(YOUR OBJECTIVE) Copy the lines word for word. Begin at the line that contains "fn fmt(&self, f: &mut" and end with the final line of the data.

[Collected data entries]

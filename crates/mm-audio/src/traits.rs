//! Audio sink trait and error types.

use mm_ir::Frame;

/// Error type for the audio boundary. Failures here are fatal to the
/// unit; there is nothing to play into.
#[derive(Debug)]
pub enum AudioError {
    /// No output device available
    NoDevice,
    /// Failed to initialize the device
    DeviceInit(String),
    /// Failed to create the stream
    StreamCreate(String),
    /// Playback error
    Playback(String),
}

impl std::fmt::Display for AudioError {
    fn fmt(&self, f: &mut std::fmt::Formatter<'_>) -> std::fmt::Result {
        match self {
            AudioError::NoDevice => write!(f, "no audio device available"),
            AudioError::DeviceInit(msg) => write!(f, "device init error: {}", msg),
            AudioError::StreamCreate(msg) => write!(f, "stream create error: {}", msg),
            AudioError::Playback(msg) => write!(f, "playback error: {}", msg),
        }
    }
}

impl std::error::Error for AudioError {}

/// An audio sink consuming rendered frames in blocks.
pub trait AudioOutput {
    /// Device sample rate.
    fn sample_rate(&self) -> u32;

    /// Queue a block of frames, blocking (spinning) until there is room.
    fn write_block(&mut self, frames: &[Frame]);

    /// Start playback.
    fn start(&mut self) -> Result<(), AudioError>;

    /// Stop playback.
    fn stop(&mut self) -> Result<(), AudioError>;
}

(RESPONSE AREA)
    fn fmt(&self, f: &mut std::fmt::Formatter<'_>) -> std::fmt::Result {
        match self {
            AudioError::NoDevice => write!(f, "no audio device available"),
            AudioError::DeviceInit(msg) => write!(f, "device init error: {}", msg),
            AudioError::StreamCreate(msg) => write!(f, "stream create error: {}", msg),
            AudioError::Playback(msg) => write!(f, "playback error: {}", msg),
        }
    }
}

impl std::error::Error for AudioError {}

/// An audio sink consuming rendered frames in blocks.
pub trait AudioOutput {
    /// Device sample rate.
    fn sample_rate(&self) -> u32;

    /// Queue a block of frames, blocking (spinning) until there is room.
    fn write_block(&mut self, frames: &[Frame]);

    /// Start playback.
    fn start(&mut self) -> Result<(), AudioError>;

    /// Stop playback.
    fn stop(&mut self) -> Result<(), AudioError>;
}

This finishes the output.